Decision trees are constructed recursively as anonymous functions choosing splitting nodes that minimize the Gini impurity. A textual representation of the generated tree is generated and stored as meta data.
To use add to your project.clj
:
[random-forests-clj "0.2.0"]
Feaures are represented by the index in the training example. A forest can be built using the build-random-forest
method providing the training examples and the indices of the features to use.
(use 'random-forests.core)
;; target is in the last position
(def examples (list ["M" "<25" 1] ["M" "<40" 0] ["F" "<35" 1] ["F" "<30" 1]))
;; features can be :continuous, :categorical or :text
(def features (set (list (feature "gender" 0 :categorical) (feature "age" 1 :categorical))))

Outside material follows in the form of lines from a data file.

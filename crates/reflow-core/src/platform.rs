//! Platform abstraction traits for the runtime's scheduling services.
//!
//! These traits let the engine delegate flush batching, paint signals
//! and timing to the host environment, so the same reconciler runs
//! under a real event loop or a fully deterministic test driver.

use std::time::Instant;

/// Batching strategy for re-render requests.
///
/// `schedule_flush` is a signal only: implementations arrange for the
/// host to call [`crate::Renderer::flush`] later. It must never flush
/// synchronously on the stack of the state update that triggered it.
pub trait FlushScheduler: Send + Sync {
    /// Request that the host flush the render queue.
    fn schedule_flush(&self);
}

/// Paint signal for effects deferred until the host has visually
/// updated.
pub trait PaintScheduler: Send + Sync {
    /// Request that the host call
    /// [`crate::Renderer::flush_paint_effects`] at the next paint
    /// opportunity.
    fn request_paint(&self);
}

/// Provides timing for the paint fallback deadline.
pub trait Clock: Send + Sync {
    /// Milliseconds elapsed since an arbitrary fixed origin.
    fn now_millis(&self) -> u64;
}

/// Default batching strategy: a pure no-op signal. The host polls
/// [`crate::Renderer::needs_flush`] from its own loop.
#[derive(Default)]
pub struct DeferredScheduler;

impl FlushScheduler for DeferredScheduler {
    fn schedule_flush(&self) {}
}

/// Default paint signal: a pure no-op. The host drives paint flushes,
/// and the fallback deadline guarantees progress regardless.
#[derive(Default)]
pub struct DeferredPaint;

impl PaintScheduler for DeferredPaint {
    fn request_paint(&self) {}
}

pub struct SystemClock {
    origin: Instant,
}

impl SystemClock {
    pub fn new() -> Self {
        Self {
            origin: Instant::now(),
        }
    }
}

impl Default for SystemClock {
    fn default() -> Self {
        Self::new()
    }
}

impl Clock for SystemClock {
    fn now_millis(&self) -> u64 {
        self.origin.elapsed().as_millis() as u64
    }
}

;; return a lazy sequence of decision trees with:
;; - 2 random feature values to determine split per splitting node
;; - a bootstrap resample of 3 examples per tree
(def t (first (build-random-forest examples features 2 3)))
;; meta data on the Clojure function t contains a text representation of the tree
(:tree (meta t)) ;; => "if(age==<40){0}else{1}"

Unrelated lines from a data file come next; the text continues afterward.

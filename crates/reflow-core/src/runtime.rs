use std::cell::{Cell, RefCell};
use std::rc::{Rc, Weak};
use std::sync::Arc;

use crate::collections::map::HashSet;
use crate::component::{ComponentHandle, InstanceId, InstanceInner};
use crate::platform::{Clock, DeferredPaint, DeferredScheduler, FlushScheduler, PaintScheduler, SystemClock};

/// Milliseconds after which paint-deferred effects are flushed even if
/// no paint signal ever arrives.
pub const PAINT_FALLBACK_MS: u64 = 100;

struct RuntimeInner {
    flush: RefCell<Arc<dyn FlushScheduler>>,
    paint: RefCell<Arc<dyn PaintScheduler>>,
    clock: RefCell<Arc<dyn Clock>>,
    dirty: RefCell<Vec<Weak<InstanceInner>>>,
    dirty_ids: RefCell<HashSet<InstanceId>>,
    armed_strategy: Cell<usize>,
    paint_pending: RefCell<Vec<Weak<InstanceInner>>>,
    paint_ids: RefCell<HashSet<InstanceId>>,
    paint_requested: Cell<bool>,
    paint_deadline: Cell<Option<u64>>,
}

impl RuntimeInner {
    fn new(flush: Arc<dyn FlushScheduler>) -> Self {
        Self {
            flush: RefCell::new(flush),
            paint: RefCell::new(Arc::new(DeferredPaint)),
            clock: RefCell::new(Arc::new(SystemClock::new())),
            dirty: RefCell::new(Vec::new()),
            dirty_ids: RefCell::new(HashSet::new()),
            armed_strategy: Cell::new(0),
            paint_pending: RefCell::new(Vec::new()),
            paint_ids: RefCell::new(HashSet::new()),
            paint_requested: Cell::new(false),
            paint_deadline: Cell::new(None),
        }
    }

    fn strategy_ptr(&self) -> usize {
        Arc::as_ptr(&*self.flush.borrow()) as *const () as usize
    }

    fn enqueue_dirty(&self, instance: &ComponentHandle) {
        if !self.dirty_ids.borrow_mut().insert(instance.id()) {
            return;
        }
        let was_empty = {
            let mut dirty = self.dirty.borrow_mut();
            let was_empty = dirty.is_empty();
            dirty.push(Rc::downgrade(instance));
            was_empty
        };
        // Arm the batching strategy on the first pending entry, or
        // whenever the strategy object changed since the last arm.
        let current = self.strategy_ptr();
        if was_empty || self.armed_strategy.replace(current) != current {
            self.armed_strategy.set(current);
            self.flush.borrow().schedule_flush();
        }
    }

    fn take_dirty(&self) -> Vec<ComponentHandle> {
        let entries: Vec<Weak<InstanceInner>> = self.dirty.borrow_mut().drain(..).collect();
        self.dirty_ids.borrow_mut().clear();
        entries.iter().filter_map(Weak::upgrade).collect()
    }

    fn enqueue_paint(&self, instance: &ComponentHandle) {
        if self.paint_ids.borrow_mut().insert(instance.id()) {
            self.paint_pending.borrow_mut().push(Rc::downgrade(instance));
        }
        if !self.paint_requested.replace(true) {
            let now = self.clock.borrow().now_millis();
            self.paint_deadline.set(Some(now + PAINT_FALLBACK_MS));
            self.paint.borrow().request_paint();
        }
    }

    fn take_paint(&self) -> Vec<ComponentHandle> {
        let entries: Vec<Weak<InstanceInner>> = self.paint_pending.borrow_mut().drain(..).collect();
        self.paint_ids.borrow_mut().clear();
        self.paint_requested.set(false);
        self.paint_deadline.set(None);
        entries.iter().filter_map(Weak::upgrade).collect()
    }

    fn paint_overdue(&self) -> bool {
        match self.paint_deadline.get() {
            Some(deadline) => self.clock.borrow().now_millis() >= deadline,
            None => false,
        }
    }
}

/// The process-wide render queue, wrapped as an explicit object so the
/// batching strategy and clock are injectable and tests can drive it
/// deterministically.
#[derive(Clone)]
pub struct Runtime {
    inner: Rc<RuntimeInner>,
}

impl Runtime {
    pub fn new(flush: Arc<dyn FlushScheduler>) -> Self {
        Self {
            inner: Rc::new(RuntimeInner::new(flush)),
        }
    }

    pub fn handle(&self) -> RuntimeHandle {
        RuntimeHandle(Rc::downgrade(&self.inner))
    }

    pub fn set_flush_scheduler(&self, flush: Arc<dyn FlushScheduler>) {
        *self.inner.flush.borrow_mut() = flush;
    }

    pub fn set_paint_scheduler(&self, paint: Arc<dyn PaintScheduler>) {
        *self.inner.paint.borrow_mut() = paint;
    }

    pub fn set_clock(&self, clock: Arc<dyn Clock>) {
        *self.inner.clock.borrow_mut() = clock;
    }

    pub fn has_dirty(&self) -> bool {
        !self.inner.dirty_ids.borrow().is_empty()
    }

    pub fn has_paint_pending(&self) -> bool {
        !self.inner.paint_ids.borrow().is_empty()
    }

    pub(crate) fn take_dirty(&self) -> Vec<ComponentHandle> {
        self.inner.take_dirty()
    }

    pub(crate) fn take_paint(&self) -> Vec<ComponentHandle> {
        self.inner.take_paint()
    }

    pub(crate) fn paint_overdue(&self) -> bool {
        self.inner.paint_overdue()
    }
}

impl Default for Runtime {
    fn default() -> Self {
        Self::new(Arc::new(DeferredScheduler))
    }
}

#[derive(Clone)]
pub struct RuntimeHandle(Weak<RuntimeInner>);

impl RuntimeHandle {
    pub(crate) fn enqueue_dirty(&self, instance: &ComponentHandle) {
        if let Some(inner) = self.0.upgrade() {
            inner.enqueue_dirty(instance);
        }
    }

    pub(crate) fn enqueue_paint(&self, instance: &ComponentHandle) {
        if let Some(inner) = self.0.upgrade() {
            inner.enqueue_paint(instance);
        }
    }

    pub fn has_dirty(&self) -> bool {
        self.0
            .upgrade()
            .map(|inner| !inner.dirty_ids.borrow().is_empty())
            .unwrap_or(false)
    }
}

;; also predictions on held out data are included
(:eval (meta t)) ;; => {["M" "<25" 1] [1]}
Each tree is a function, and new examples can classified by calling the function:
(t ["M" "<20"]) ;; => 1
Categorical features can be left as strings, continuous features should be stored as doubles, text features should be stored as sets:
(use '[random-forests.encoding :only (text-tokens)])

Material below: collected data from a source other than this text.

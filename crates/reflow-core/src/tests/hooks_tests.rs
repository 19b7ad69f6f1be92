use std::cell::{Cell, RefCell};
use std::rc::Rc;
use std::sync::Arc;

use super::support::*;

use crate::hooks::{
    use_callback, use_effect, use_layout_effect, use_memo, use_reducer, use_ref, use_state,
    Cleanup, Deps, Dispatch, StateSetter,
};
use crate::{deps, HostOp, Props, RenderError, Runtime, VNode};

thread_local! {
    static LOG: RefCell<Vec<&'static str>> = RefCell::new(Vec::new());
    static SETTER: RefCell<Option<StateSetter<i64>>> = RefCell::new(None);
    static REF_IDS: RefCell<Vec<usize>> = RefCell::new(Vec::new());
    static COMPUTES: Cell<usize> = Cell::new(0);
    static DISPATCH: RefCell<Option<Dispatch<i64, i64>>> = RefCell::new(None);
}

fn log(entry: &'static str) {
    LOG.with(|log| log.borrow_mut().push(entry));
}

fn take_log() -> Vec<&'static str> {
    LOG.with(|log| std::mem::take(&mut *log.borrow_mut()))
}

fn capture_setter(set: &StateSetter<i64>) {
    SETTER.with(|slot| *slot.borrow_mut() = Some(set.clone()));
}

fn stored_setter() -> StateSetter<i64> {
    SETTER.with(|slot| slot.borrow().clone().expect("setter missing"))
}

fn ref_identity(_props: &Props) -> Result<VNode, RenderError> {
    let (n, set) = use_state(|| 0i64);
    capture_setter(&set);
    let slot = use_ref(|| 0u8);
    REF_IDS.with(|ids| ids.borrow_mut().push(Rc::as_ptr(&slot) as usize));
    Ok(VNode::text(n.to_string()))
}

#[test]
fn cells_keep_identity_across_renders() {
    REF_IDS.with(|ids| ids.borrow_mut().clear());
    let mut harness = Harness::new();
    harness
        .show(VNode::function(ref_identity, Props::new()))
        .unwrap();
    stored_setter().set(1);
    harness.settle().unwrap();
    stored_setter().set(2);
    harness.settle().unwrap();

    let ids = REF_IDS.with(|ids| ids.borrow().clone());
    assert_eq!(ids.len(), 3);
    assert!(ids.iter().all(|&p| p == ids[0]));
    assert_eq!(harness.text(), "2");
}

fn memoized(_props: &Props) -> Result<VNode, RenderError> {
    let (n, set) = use_state(|| 0i64);
    capture_setter(&set);
    let bucket = n / 10;
    let label = use_memo(deps![bucket], move || {
        COMPUTES.with(|c| c.set(c.get() + 1));
        format!("bucket {bucket}")
    });
    Ok(VNode::text(format!("{label}/{n}")))
}

#[test]
fn memo_recomputes_only_when_deps_change() {
    COMPUTES.with(|c| c.set(0));
    let mut harness = Harness::new();
    harness
        .show(VNode::function(memoized, Props::new()))
        .unwrap();
    assert_eq!(COMPUTES.with(|c| c.get()), 1);

    // same bucket: cached value
    stored_setter().set(3);
    harness.settle().unwrap();
    assert_eq!(COMPUTES.with(|c| c.get()), 1);
    assert_eq!(harness.text(), "bucket 0/3");

    // bucket changes: recompute
    stored_setter().set(12);
    harness.settle().unwrap();
    assert_eq!(COMPUTES.with(|c| c.get()), 2);
    assert_eq!(harness.text(), "bucket 1/12");
}

fn always_recomputing(_props: &Props) -> Result<VNode, RenderError> {
    let (n, set) = use_state(|| 0i64);
    capture_setter(&set);
    let value = use_memo(Deps::always(), || {
        COMPUTES.with(|c| c.set(c.get() + 1));
        0u8
    });
    let _ = value;
    Ok(VNode::text(n.to_string()))
}

#[test]
fn a_missing_dependency_list_recomputes_every_render() {
    COMPUTES.with(|c| c.set(0));
    let mut harness = Harness::new();
    harness
        .show(VNode::function(always_recomputing, Props::new()))
        .unwrap();
    stored_setter().set(1);
    harness.settle().unwrap();
    assert_eq!(COMPUTES.with(|c| c.get()), 2);
}

fn effectful(_props: &Props) -> Result<VNode, RenderError> {
    log("render");
    use_layout_effect(deps![], || {
        log("layout");
        Ok(Cleanup::none())
    });
    use_effect(deps![], || {
        log("paint");
        Ok(Cleanup::new(|| {
            log("paint-cleanup");
            Ok(())
        }))
    });
    Ok(VNode::text("fx"))
}

#[test]
fn layout_effects_run_at_commit_and_paint_effects_after_paint() {
    take_log();
    let mut harness = Harness::new();
    harness
        .mount(VNode::function(effectful, Props::new()))
        .unwrap();
    // commit has run, paint has not
    assert_eq!(take_log(), vec!["render", "layout"]);

    harness.renderer().flush_paint_effects().unwrap();
    assert_eq!(take_log(), vec!["paint"]);
}

fn tracking(_props: &Props) -> Result<VNode, RenderError> {
    let (n, set) = use_state(|| 0i64);
    capture_setter(&set);
    use_effect(deps![n], move || {
        log("effect");
        Ok(Cleanup::new(move || {
            log("cleanup");
            Ok(())
        }))
    });
    Ok(VNode::text(n.to_string()))
}

#[test]
fn an_effect_reruns_cleanup_first_when_deps_change() {
    take_log();
    let mut harness = Harness::new();
    harness
        .show(VNode::function(tracking, Props::new()))
        .unwrap();
    assert_eq!(take_log(), vec!["effect"]);

    stored_setter().set(1);
    harness.settle().unwrap();
    assert_eq!(take_log(), vec!["cleanup", "effect"]);
}

fn tracking_logged(_props: &Props) -> Result<VNode, RenderError> {
    log("render");
    let (n, set) = use_state(|| 0i64);
    capture_setter(&set);
    use_effect(deps![n], move || {
        log("effect");
        Ok(Cleanup::none())
    });
    Ok(VNode::text(n.to_string()))
}

#[test]
fn pending_paint_effects_run_before_the_next_render_of_the_instance() {
    take_log();
    let clock = Arc::new(TestClock::default());
    let runtime = Runtime::default();
    runtime.set_clock(clock);
    let mut harness = Harness::with_runtime(runtime);
    harness
        .mount(VNode::function(tracking_logged, Props::new()))
        .unwrap();
    assert_eq!(take_log(), vec!["render"]);

    // no paint flush happens; the re-render itself drains the pending
    // effect before user code runs again
    stored_setter().set(1);
    harness.renderer().flush().unwrap();

    assert_eq!(take_log(), vec!["effect", "render"]);
}

#[test]
fn paint_effects_flush_after_the_fallback_deadline() {
    take_log();
    let clock = Arc::new(TestClock::default());
    let runtime = Runtime::default();
    runtime.set_clock(clock.clone());
    let mut harness = Harness::with_runtime(runtime);
    harness
        .mount(VNode::function(effectful, Props::new()))
        .unwrap();
    take_log();

    clock.advance(crate::PAINT_FALLBACK_MS + 1);
    harness.renderer().flush().unwrap();

    assert_eq!(take_log(), vec!["paint"]);
}

fn doubly_effectful(_props: &Props) -> Result<VNode, RenderError> {
    use_effect(deps![], || {
        Ok(Cleanup::new(|| {
            log("first-cleanup");
            Ok(())
        }))
    });
    use_effect(deps![], || {
        Ok(Cleanup::new(|| {
            log("second-cleanup");
            Ok(())
        }))
    });
    Ok(VNode::text("fx"))
}

#[test]
fn unmount_runs_cleanups_once_in_registration_order() {
    take_log();
    let mut harness = Harness::new();
    harness
        .show(VNode::function(doubly_effectful, Props::new()))
        .unwrap();
    take_log();

    harness.renderer().unmount().unwrap();
    assert_eq!(take_log(), vec!["first-cleanup", "second-cleanup"]);

    // nothing left to run
    harness.renderer().flush_paint_effects().unwrap();
    assert_eq!(take_log(), Vec::<&str>::new());
}

fn failing_cleanup(_props: &Props) -> Result<VNode, RenderError> {
    use_effect(deps![], || {
        Ok(Cleanup::new(|| Err(RenderError::msg("cleanup boom"))))
    });
    use_effect(deps![], || {
        Ok(Cleanup::new(|| {
            log("survivor");
            Ok(())
        }))
    });
    Ok(VNode::text("fx"))
}

#[test]
fn a_failing_cleanup_does_not_stop_the_rest() {
    take_log();
    let mut harness = Harness::new();
    harness
        .show(VNode::function(failing_cleanup, Props::new()))
        .unwrap();
    take_log();

    let result = harness.renderer().unmount();
    assert!(result.is_err());
    assert_eq!(take_log(), vec!["survivor"]);
}

fn reduced(_props: &Props) -> Result<VNode, RenderError> {
    log("render");
    fn clamp_add(state: &i64, delta: i64) -> i64 {
        (state + delta).min(10)
    }
    let (n, dispatch) = use_reducer(clamp_add, || 9i64);
    DISPATCH.with(|slot| *slot.borrow_mut() = Some(dispatch.clone()));
    Ok(VNode::text(n.to_string()))
}

#[test]
fn reducer_dispatch_rerenders_only_on_change() {
    take_log();
    let mut harness = Harness::new();
    harness.show(VNode::function(reduced, Props::new())).unwrap();
    assert_eq!(take_log(), vec!["render"]);

    let dispatch = DISPATCH.with(|slot| slot.borrow().clone().unwrap());
    dispatch.dispatch(1);
    harness.settle().unwrap();
    assert_eq!(harness.text(), "10");
    assert_eq!(take_log(), vec!["render"]);

    // clamped: the reduced value equals the current one
    dispatch.dispatch(5);
    harness.settle().unwrap();
    assert_eq!(take_log(), Vec::<&str>::new());
}

fn stable_callback(_props: &Props) -> Result<VNode, RenderError> {
    let (n, set) = use_state(|| 0i64);
    capture_setter(&set);
    let on_click = use_callback(deps![], |_| {});
    Ok(VNode::element("button")
        .handler("click", on_click)
        .child(n.to_string())
        .build())
}

#[test]
fn a_stable_callback_keeps_the_host_listener_untouched() {
    let mut harness = Harness::new();
    harness
        .show(VNode::function(stable_callback, Props::new()))
        .unwrap();
    harness.take_ops();

    stored_setter().set(4);
    harness.settle().unwrap();

    let listener_ops = harness
        .take_ops()
        .into_iter()
        .filter(|op| matches!(op, HostOp::AddListener { .. } | HostOp::RemoveListener { .. }))
        .count();
    assert_eq!(listener_ops, 0);
}

#[cfg(debug_assertions)]
fn miscounting(_props: &Props) -> Result<VNode, RenderError> {
    let (n, set) = use_state(|| 0i64);
    capture_setter(&set);
    if n > 0 {
        let _ = use_ref(|| 0u8);
    }
    Ok(VNode::text(n.to_string()))
}

#[cfg(debug_assertions)]
#[test]
#[should_panic(expected = "different number of hook calls")]
fn a_changed_hook_count_is_flagged_in_debug_builds() {
    let mut harness = Harness::new();
    harness
        .show(VNode::function(miscounting, Props::new()))
        .unwrap();
    stored_setter().set(1);
    harness.settle().unwrap();
}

;; text features should be encoded as text using text-tokens for stemming
(set (text-tokens "this is a text training example")) ;; => #{"train" "text" "exampl"}
;; training examples with categorical, continuous and text feature
;; (target is last element)
(def examples (list ["a" 4.5 #{"foo" "bar"} 1] ["b" 4.6 #{"bar" "baz"} 0])
Models can built from the command line using lein run
:
Usage:
Switches Default Desc
-------- ------- ----
-h, --no-help, --help false Show help
-f, --features [] Features specification (matching CSV header): name=continuous,foo=text
-s, --size 1000 Size of bootstrap sample per tree
-m, --split 100 Number of features to sample for each split
-o, --output Write detailed training error output in CSV format to output file
-t, --target Prediction target name
-b, --no-binary, --binary false Perform binary classification of target (measures AUC loss)
-l, --limit 100 Number of trees to build
To build a binary classifier on the provided test data set using a forest of 500 trees:
lein run -f V1=categorical,V2=categorical,V3=categorical,V4=categorical,V5=categorical,V6=categorical,V7=categorical,V8=categorical,V9=categorical \
-l 500 \
-t target=continuous \
-b \
test/data/cancer.csv
which will output out of sample AUC loss for the entire forest as each tree is added to the forest:
1: 0.875000
2: 0.843000
3: 0.824000
4: 0.798000
5: 0.843000
6: 0.855000
7: 0.855000
8: 0.878000
9: 0.864000
10: 0.883000
11: 0.879000
12: 0.892000
13: 0.906000
14: 0.906000
15: 0.935000
...
Copyright (C) 2010-2012 Erik Andrejko
Distributed under the Eclipse Public License, the same as Clojure.